** What you will do **
Here is the task for the records below: repeat exactly the lines from the one with "use crate::runtime::WorkRuntime;" to the one with "for id in &hb.worker_ids", both included, and nothing else.

** Collected data entries **
■ ■ ■

use crate::error::Result;
use crate::model::{Worker, ALL};
use crate::runtime::WorkRuntime;
use std::collections::HashMap;
use std::sync::Arc;

#[derive(Clone)]
pub struct WorkerManager {
    runtime: Arc<dyn WorkRuntime>,
}

impl WorkerManager {
    pub fn new(runtime: Arc<dyn WorkRuntime>) -> Self {
        Self { runtime }
    }

    /// Workers of one pool, or of every pool when `pool_id` is `all`.
    ///
    /// The worker to pool mapping comes from the heartbeat records, so a worker
    /// whose pool stopped heartbeating is not listed.
    pub async fn list_workers(&self, pool_id: &str) -> Result<Vec<Worker>> {
        let heartbeats = self.runtime.pool_heartbeats().await?;
        let mut worker_pool: HashMap<String, String> = HashMap::new();
        let mut worker_ids = Vec::new();
        for hb in &heartbeats {
            for id in &hb.worker_ids {
                worker_pool.insert(id.clone(), hb.pool_id.clone());
                worker_ids.push(id.clone());
            }
        }

        let observations = self.runtime.worker_observations(&worker_ids).await?;
        Ok(observations
            .into_iter()
            .filter(|obs| {
                pool_id == ALL || worker_pool.get(&obs.worker_id).map(String::as_str) == Some(pool_id)
            })
            .map(|obs| Worker {
                pool_id: worker_pool.get(&obs.worker_id).cloned().unwrap_or_default(),
                worker_id: obs.worker_id,
                is_busy: obs.is_busy,
                job_name: obs.job_name,
                job_id: obs.job_id,
                args: obs.args,
                started_at: obs.started_at,
                check_in: obs.checkin,
                check_in_at: obs.checkin_at,
            })
            .collect())
    }
}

■ ■ ■

** Exercise result **
use crate::runtime::WorkRuntime;
use std::collections::HashMap;
use std::sync::Arc;

#[derive(Clone)]
pub struct WorkerManager {
    runtime: Arc<dyn WorkRuntime>,
}

impl WorkerManager {
    pub fn new(runtime: Arc<dyn WorkRuntime>) -> Self {
        Self { runtime }
    }

    /// Workers of one pool, or of every pool when `pool_id` is `all`.
    ///
    /// The worker to pool mapping comes from the heartbeat records, so a worker
    /// whose pool stopped heartbeating is not listed.
    pub async fn list_workers(&self, pool_id: &str) -> Result<Vec<Worker>> {
        let heartbeats = self.runtime.pool_heartbeats().await?;
        let mut worker_pool: HashMap<String, String> = HashMap::new();
        let mut worker_ids = Vec::new();
        for hb in &heartbeats {
            for id in &hb.worker_ids {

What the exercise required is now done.